Providing a preference to healthcare providers combating the pandemic rests on the utilitarian principle that the sick need caretakers to facilitate their healing and reciprocity. Such reciprocity exists between providers, having a strong ethical duty to provide care for the ill even at elevated risk to their own health and their community. Discharging this duty requires the community to safeguard providers’ health and well-being while at work (food, water, rest, mental health, measures to limit occupational hazards including personal protective equipment, prophylactic and proportional access to treatment recognizing the elevated risk providers take), and minimize providers’ legal exposure during a crisis. This preference should be flexible. We agree with authors that healthcare workers should receive heightened priority. However after this principle of reciprocity has been discharged and in a supreme emergency where all of society is singularly focused on combating disease, resources should be prioritized proportionally to the likelihood that the individual will be able to return and meaningfully contribute to curbing the pandemic. This can be difficult to operationalize as healing is facilitated by more than doctors and nurses but also pharmacists preparing medications, environmental custodians and security who ensure a clean, safe work environment, in addition to many others. Additionally in circumstances where resources are strained but not maximally scarce, priority for healthcare workers should not be unilaterally overriding.

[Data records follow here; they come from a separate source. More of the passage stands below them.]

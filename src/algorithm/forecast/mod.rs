//! Workload forecasting engine
//!
//! This module projects a short horizon of daily admissions from a historical
//! count series, then derives summary metrics and resource guidance from the
//! projection. It is a heuristic, not a statistical model: smoothing, a
//! constant linear trend and a band derived from the historical spread.

pub mod metrics;
pub mod projection;
pub mod recommendations;
pub mod series;
pub mod smoothing;

use std::time::Instant;

use serde::{Deserialize, Serialize};

use crate::config::ForecastConfig;
use crate::models::{DailyCountPoint, ForecastPoint, HistoricalPoint};
use crate::utils::logging::{log_operation_complete, log_operation_start};

pub use metrics::{
    ForecastMetrics, PeakDay, TrendDirection, calculate_forecast_metrics, find_peak_day,
};
pub use projection::{estimate_trend, generate_forecast};
pub use recommendations::{Recommendations, generate_recommendations};
pub use series::daily_admission_counts;
pub use smoothing::{SmoothingMethod, exponential_smoothing, moving_average};

/// Forecast with its history, metrics and guidance
#[derive(Debug, Clone, PartialEq, Serialize, Deserialize)]
pub struct ForecastReport {
    /// The series the forecast was computed from, marked historical
    pub historical: Vec<HistoricalPoint>,
    /// Projected points, one per day after the history
    pub forecast: Vec<ForecastPoint>,
    /// Headline numbers
    pub metrics: ForecastMetrics,
    /// Resource guidance
    pub recommendations: Recommendations,
}

/// Forecast `days` days ahead with the named method and default parameters
#[must_use]
pub fn compute_forecast(
    history: &[DailyCountPoint],
    days: u32,
    method: SmoothingMethod,
) -> ForecastReport {
    let config = ForecastConfig::default()
        .with_horizon(days)
        .with_method(method);
    compute_forecast_with(history, &config)
}

/// Forecast with full control over the parameters
#[must_use]
pub fn compute_forecast_with(
    history: &[DailyCountPoint],
    config: &ForecastConfig,
) -> ForecastReport {
    let start = Instant::now();
    log_operation_start("Forecasting from daily counts", history.len());

    let forecast = generate_forecast(history, config);
    let metrics = calculate_forecast_metrics(&forecast, history);
    let recommendations = generate_recommendations(&metrics);

    log_operation_complete("projected", forecast.len(), Some(start.elapsed()));

    ForecastReport {
        historical: history.iter().copied().map(HistoricalPoint::from).collect(),
        forecast,
        metrics,
        recommendations,
    }
}

impl ForecastReport {
    /// Human-readable multi-line summary
    #[must_use]
    pub fn summary(&self) -> String {
        let metrics = &self.metrics;

        let mut summary = String::new();
        summary.push_str("Workload Forecast:\n");
        if let (Some(first), Some(last)) = (self.historical.first(), self.historical.last()) {
            summary.push_str(&format!(
                "  History: {} to {} ({} days)\n",
                first.date,
                last.date,
                self.historical.len()
            ));
        }
        summary.push_str(&format!("  Expected Total: {}\n", metrics.expected_total));
        summary.push_str(&format!("  Average Daily: {:.1}\n", metrics.average_daily));
        if let Some(date) = metrics.peak_day.date {
            summary.push_str(&format!("  Peak Day: {date} ({})\n", metrics.peak_day.value));
        }
        summary.push_str(&format!("  Trend: {}\n", metrics.trend));

        if !self.forecast.is_empty() {
            summary.push_str("\nProjection:\n");
            for point in &self.forecast {
                summary.push_str(&format!(
                    "    {}: {} [{}, {}]\n",
                    point.date, point.value, point.confidence.lower, point.confidence.upper
                ));
            }
        }

        summary.push_str("\nRecommendations:\n");
        summary.push_str(&format!("  Staffing: {}\n", self.recommendations.staffing));
        summary.push_str(&format!("  Beds: {}\n", self.recommendations.beds));
        summary.push_str(&format!("  Equipment: {}\n", self.recommendations.equipment));

        summary
    }
}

Finally, the authors emphasize the challenges of tertiary triage, particularly during a novel pandemic where our understanding of disease trajectory is evolving rapidly in real time. Once a pandemic triggers a declaration of crisis standards of care, all scarce resources should enter and be allocated by the same allocation system. Scarce resources will likely differ slightly by facility, and will be dynamic as a pandemic unfolds. These can include space (ICU beds), staff (nurses, physicians, respiratory therapists), or specific items that are needed to support end-organ dysfunction (high flow oxygen delivery devices, ventilators, and dialysis machines). In addition, hospital supplies such as instrument specific tubing and disposable patient specific items needed for ventilators, dialysis, and oxygen delivery devices (oxygen, facemasks and nasal cannulas, or filters). Tertiary triage should ensure that allotment does not revert to a first-come first-serve policy that might disadvantage low socio-economic individuals, those who have unreliable transportation, or those who distrust the healthcare system. Despite these challenges the authors should be praised for their work. The importance of their paradigm and resource allocation as a whole is further highlighted as conditions continue to evolve and healthcare institutions finalize disaster preparedness policies.